Contenzioso

Infortuni, senza prova certa vale la probabilità

di Uberto Percivalle e Giulia Spalazzi

La Corte di cassazione, con la sentenza 41171/2017, ha cassato con rinvio la pronuncia del tribunale di Savona, sezione distaccata di Albenga, che assolse un datore di lavoro, titolare di uno stabilimento balneare, imputato di omicidio colposo commesso con violazione delle norme sulla prevenzione degli infortuni sul lavoro.

La vicenda trae origine dal decesso di un bagnino travolto da un'onda mentre, nonostante il mare mosso e senza l'utilizzo di alcun dispositivo di sicurezza, dopo aver raggiunto a nuoto una boa posizionata a circa 45 metri dalla riva, cercava di tagliarne i cavi di trattenuta. Nel corso del giudizio di primo grado la condotta negligente del datore di lavoro era emersa: non solo egli, sebbene vi fossero pessime condizioni meteomarine, non aveva seguito costantemente i movimenti in acqua del lavoratore ma, pur in possesso di brevetto da bagnino di salvataggio, non era intervenuto personalmente per soccorrerlo, chiedendo anzi ad altra persona non in grado di nuotare di intervenire.

I medici sentiti nel corso del dibattimento erano stati unanimi nel ritenere che il decesso del lavoratore fosse stato causato da una sindrome da annegamento evoluta in arresto cardiocircolatorio, affermando che nella causazione del decesso l'eventuale compresenza di ulteriori fattori, ad esempio di tipo traumatico, fosse irrilevante.

Ciononostante il tribunale aveva assolto il datore di lavoro sul presupposto che, in mancanza di un'autopsia, non vi fosse prova certa in ordine alla sussistenza del nesso causale tra la condotta omissiva e l'evento mortale, e non fosse dunque possibile acclarare né le cause esatte del decesso escludendo fattori causali indipendenti, né stabilire da quale momento non sarebbe comunque più stato possibile per l'imputato attivarsi per salvare il lavoratore.

Peraltro, vista l'imminente scadenza del termine di prescrizione e affermando che la documentazione a tal fine utile fosse in ogni caso limitata, il tribunale ritenne superfluo procedere con una consulenza medico-legale. Nella vicenda, i profili penali erano connessi a quelli civili: mentre la prescrizione in vista era di natura penale, le conclusioni del tribunale andavano a respingere la richiesta risarcitoria civile, spiegata dai superstiti del deceduto.

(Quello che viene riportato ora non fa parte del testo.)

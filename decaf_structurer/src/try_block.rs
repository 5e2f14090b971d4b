//! Construction of `TRY` nodes from aggregated regions.
//!
//! Bodies are extracted from the end towards the front so earlier extraction indexes stay valid:
//! the finally handler first (and, for the `jsr` forms, the shared subroutine), then each catch in
//! reverse order, then the try body. Every body runs through the expression reconstructor battery
//! independently; declaration placement later treats each body as its own scope.

use crate::error::Error::{EmptyCatchBlock, UnexpectedInstruction};
use crate::error::Result;
use crate::exception::{ProtectedRegion, RegionKind};
use crate::node::{
    CatchClause, Node, NodeKind, TryBlock, index_at_or_after, last_offset,
};
use crate::reconstruct;
use decaf_classfile::{ConstantPool, DeclarationState, LocalVariableTable};

pub(crate) fn build(
    list: &mut Vec<Node>,
    region: &ProtectedRegion,
    constant_pool: &mut ConstantPool,
    local_variables: &mut LocalVariableTable,
) -> Result<()> {
    let mut after_list = clamp_after(list, region.after);
    let anchor_index = index_at_or_after(list, region.try_from);
    let anchor_offset = last_consumed_offset(list, region.try_from, after_list);
    let anchor_line = list.get(anchor_index).map_or(-1, |node| node.line);

    // Finally first.
    let mut finally_body = None;
    if region.finally_from >= 0 {
        let body = match region.kind {
            RegionKind::TryFinallyJsr | RegionKind::TryFinallyJikes => {
                let body = extract_subroutine(list, region, after_list, local_variables)?;
                after_list = after_list.min(region.finally_from).min(region.subroutine);
                body
            }
            _ => {
                let body = extract_finally_handler(list, region, after_list, local_variables)?;
                after_list = after_list.min(region.finally_from);
                body
            }
        };
        finally_body = Some(body);
    }
    let finally_length = finally_body.as_ref().map_or(0, Vec::len);

    // Catches in reverse order.
    let mut escapes: Vec<i32> = Vec::new();
    let mut catches: Vec<CatchClause> = Vec::new();
    let mut current_end = after_list;
    let mut ordered = region.catches.clone();
    ordered.sort_by_key(|catch| catch.from);
    for catch in ordered.iter().rev() {
        let to = if catch.to >= 0 { catch.to.min(current_end) } else { current_end };
        let from_index = index_at_or_after(list, catch.from);
        let to_index = index_at_or_after(list, to);
        if from_index >= to_index {
            return Err(EmptyCatchBlock(catch.from));
        }
        let mut body: Vec<Node> = list.drain(from_index..to_index).collect();
        current_end = catch.from;

        let variable_index = take_exception_store(&mut body, catch.from, local_variables)?;
        strip_jsr(&mut body, region);
        let stripped_goto = strip_escape(&mut body, &mut escapes);
        if stripped_goto && region.kind == RegionKind::TryFinally {
            strip_finally_copy(&mut body, finally_length);
        }
        reconstruct::run(&mut body, constant_pool, local_variables)?;
        catches.push(CatchClause {
            class_index: catch.type_index,
            other_class_indexes: catch.other_type_indexes.clone(),
            variable_index,
            body,
        });
    }
    catches.reverse();

    // The try body, up to the first handler; it carries the escape goto and, for the inlined
    // finally form, the duplicated finally statements.
    let from_index = index_at_or_after(list, region.try_from);
    let to_index = index_at_or_after(list, current_end);
    let mut body: Vec<Node> = list.drain(from_index..to_index).collect();
    strip_jsr(&mut body, region);
    let stripped_goto = strip_escape(&mut body, &mut escapes);
    if stripped_goto && region.kind == RegionKind::TryFinally {
        strip_finally_copy(&mut body, finally_length);
    }
    reconstruct::run(&mut body, constant_pool, local_variables)?;
    if let Some(finally_body) = &mut finally_body {
        reconstruct::run(finally_body, constant_pool, local_variables)?;
    }

    let jump_delta = escapes
        .iter()
        .copied()
        .min()
        .map_or(1, |target| target - anchor_offset);

    list.insert(
        from_index,
        Node::new(
            anchor_offset,
            anchor_line,
            NodeKind::Try(Box::new(TryBlock {
                body,
                catches,
                finally_body,
                jump_delta,
            })),
        ),
    );
    Ok(())
}

/// Extract a modern finally handler (`astore e; <body>; aload e; athrow`) and return its body.
fn extract_finally_handler(
    list: &mut Vec<Node>,
    region: &ProtectedRegion,
    after_list: i32,
    local_variables: &mut LocalVariableTable,
) -> Result<Vec<Node>> {
    let from_index = index_at_or_after(list, region.finally_from);
    let to_index = index_at_or_after(list, after_list);
    if from_index >= to_index {
        return Err(UnexpectedInstruction {
            name: "finally",
            offset: region.finally_from,
        });
    }
    let mut body: Vec<Node> = list.drain(from_index..to_index).collect();
    let slot = take_exception_store(&mut body, region.finally_from, local_variables)?;
    if let Some(last) = body.last() {
        if matches!(&last.kind, NodeKind::Throw { value } if value.load_slot() == Some(slot)) {
            body.pop();
        }
    }
    remove_slot(local_variables, slot, region.finally_from, &body);
    Ok(body)
}

/// Extract the shared `jsr` subroutine (`astore ret; <body>; ret`) and discard the handler that
/// calls it.
fn extract_subroutine(
    list: &mut Vec<Node>,
    region: &ProtectedRegion,
    after_list: i32,
    local_variables: &mut LocalVariableTable,
) -> Result<Vec<Node>> {
    let subroutine_end = subroutine_end(list, region.subroutine, after_list);
    let mut ranges = [
        (region.finally_from, subroutine_or_after(region, after_list)),
        (region.subroutine, subroutine_end),
    ];
    ranges.sort_by_key(|(from, _)| std::cmp::Reverse(*from));

    let mut subroutine_body = Vec::new();
    for (from, to) in ranges {
        let from_index = index_at_or_after(list, from);
        let to_index = index_at_or_after(list, to);
        let drained: Vec<Node> = list.drain(from_index..to_index).collect();
        if from == region.subroutine {
            subroutine_body = drained;
        }
    }

    let slot = take_exception_store(&mut subroutine_body, region.subroutine, local_variables)
        .map_err(|_| UnexpectedInstruction {
            name: "jsr",
            offset: region.subroutine,
        })?;
    if matches!(
        subroutine_body.last().map(|node| &node.kind),
        Some(NodeKind::Ret { .. })
    ) {
        subroutine_body.pop();
    }
    remove_slot(local_variables, slot, region.subroutine, &subroutine_body);
    Ok(subroutine_body)
}

/// The end of the subroutine starting at `from`: just past its `ret`.
fn subroutine_end(list: &[Node], from: i32, after_list: i32) -> i32 {
    let mut index = index_at_or_after(list, from);
    while let Some(node) = list.get(index) {
        if node.offset >= after_list {
            break;
        }
        if matches!(node.kind, NodeKind::Ret { .. }) {
            return list
                .get(index + 1)
                .map_or(last_offset(list) + 1, |next| next.offset);
        }
        index += 1;
    }
    after_list
}

fn subroutine_or_after(region: &ProtectedRegion, after_list: i32) -> i32 {
    if region.subroutine > region.finally_from {
        region.subroutine.min(after_list)
    } else {
        after_list
    }
}

/// Remove the leading exception store of a handler body and return the exception slot. The slot
/// is marked declared: the catch clause itself is its declaration.
fn take_exception_store(
    body: &mut Vec<Node>,
    handler_offset: i32,
    local_variables: &mut LocalVariableTable,
) -> Result<u16> {
    let Some(first) = body.first() else {
        return Err(EmptyCatchBlock(handler_offset));
    };
    let NodeKind::Store { index, value, .. } = &first.kind else {
        return Err(UnexpectedInstruction {
            name: first.name(),
            offset: first.offset,
        });
    };
    if !matches!(
        value.kind,
        NodeKind::ExceptionLoad { .. } | NodeKind::ReturnAddressLoad
    ) {
        return Err(UnexpectedInstruction {
            name: first.name(),
            offset: first.offset,
        });
    }
    let slot = *index;
    let store_offset = first.offset;
    body.remove(0);
    if let Some(variable) = local_variables.find_mut(slot, store_offset + 1) {
        variable.state = DeclarationState::Declared;
    }
    Ok(slot)
}

/// Drop `jsr` calls into the shared subroutine of a 1.1-era region.
fn strip_jsr(body: &mut Vec<Node>, region: &ProtectedRegion) {
    if region.subroutine < 0 {
        return;
    }
    let subroutine = region.subroutine;
    body.retain(|node| {
        !matches!(node.kind, NodeKind::Jsr { .. }) || node.jump_target() != Some(subroutine)
    });
}

/// Strip a trailing escape `goto`, recording its target. Returns true when one was stripped.
fn strip_escape(body: &mut Vec<Node>, escapes: &mut Vec<i32>) -> bool {
    let Some(last) = body.last() else {
        return false;
    };
    if !last.is_goto() {
        return false;
    }
    if let Some(target) = last.jump_target() {
        escapes.push(target);
    }
    body.pop();
    true
}

/// Remove the inlined copy of the finally body from the tail of a normal exit path.
fn strip_finally_copy(body: &mut Vec<Node>, finally_length: usize) {
    if finally_length == 0 || body.len() < finally_length {
        return;
    }
    body.truncate(body.len() - finally_length);
}

/// Purge the synthetic exception/return-address slot captured at `handler_offset`.
fn remove_slot(
    local_variables: &mut LocalVariableTable,
    slot: u16,
    handler_offset: i32,
    body: &[Node],
) {
    let probe = body.first().map_or(handler_offset + 1, |node| node.offset);
    local_variables.remove_with_index_and_offset(slot, probe);
}

fn clamp_after(list: &[Node], after: i32) -> i32 {
    let end = last_offset(list) + 1;
    if after < 0 || after > end { end } else { after }
}

/// The offset of the last node inside `[from, to)`.
fn last_consumed_offset(list: &[Node], from: i32, to: i32) -> i32 {
    let from_index = index_at_or_after(list, from);
    let to_index = index_at_or_after(list, to);
    if to_index > from_index {
        list[to_index - 1].offset
    } else {
        from
    }
}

Anche per questo la Suprema Corte è stata di diverso avviso e - in linea con quanto affermato con la recente pronuncia 19270/2017 (per la quale se le leggi scientifiche non consentono un'assoluta certezza della derivazione causale, la regola di giudizio deve essere quella della preponderanza dell'evidenza o criterio «del più probabile che non» da verificarsi non in base a una probabilità statistico quantitativa dell'evento quanto piuttosto in ragione di una probabilità logica) e dalle Sezioni unite con la sentenza Thyssenkrupp (38343/2014) - ha ribadito che, per l'individuazione del nesso causale tra comportamento omissivo ed evento dannoso, non è possibile prescindere da un giudizio di alta probabilità logica, da rendersi anche con ragionamenti di tipo induttivo che tengano conto del fatto storico e delle peculiarità del caso concreto, essendo del tutto insufficiente una valutazione basata su un mero giudizio di probabilità statistica.

Il tribunale avrebbe dovuto ricostruire il decorso causale attraverso una consulenza tecnica e il mancato approfondimento medico-legale sulla possibile rilevanza salvifica di un intervento più tempestivo è stato per la Suprema corte sufficiente per rimettere la questione davanti a un diverso giudice che, sempre in sede civile, dovrà rivedere la fondatezza della pretesa risarcitoria.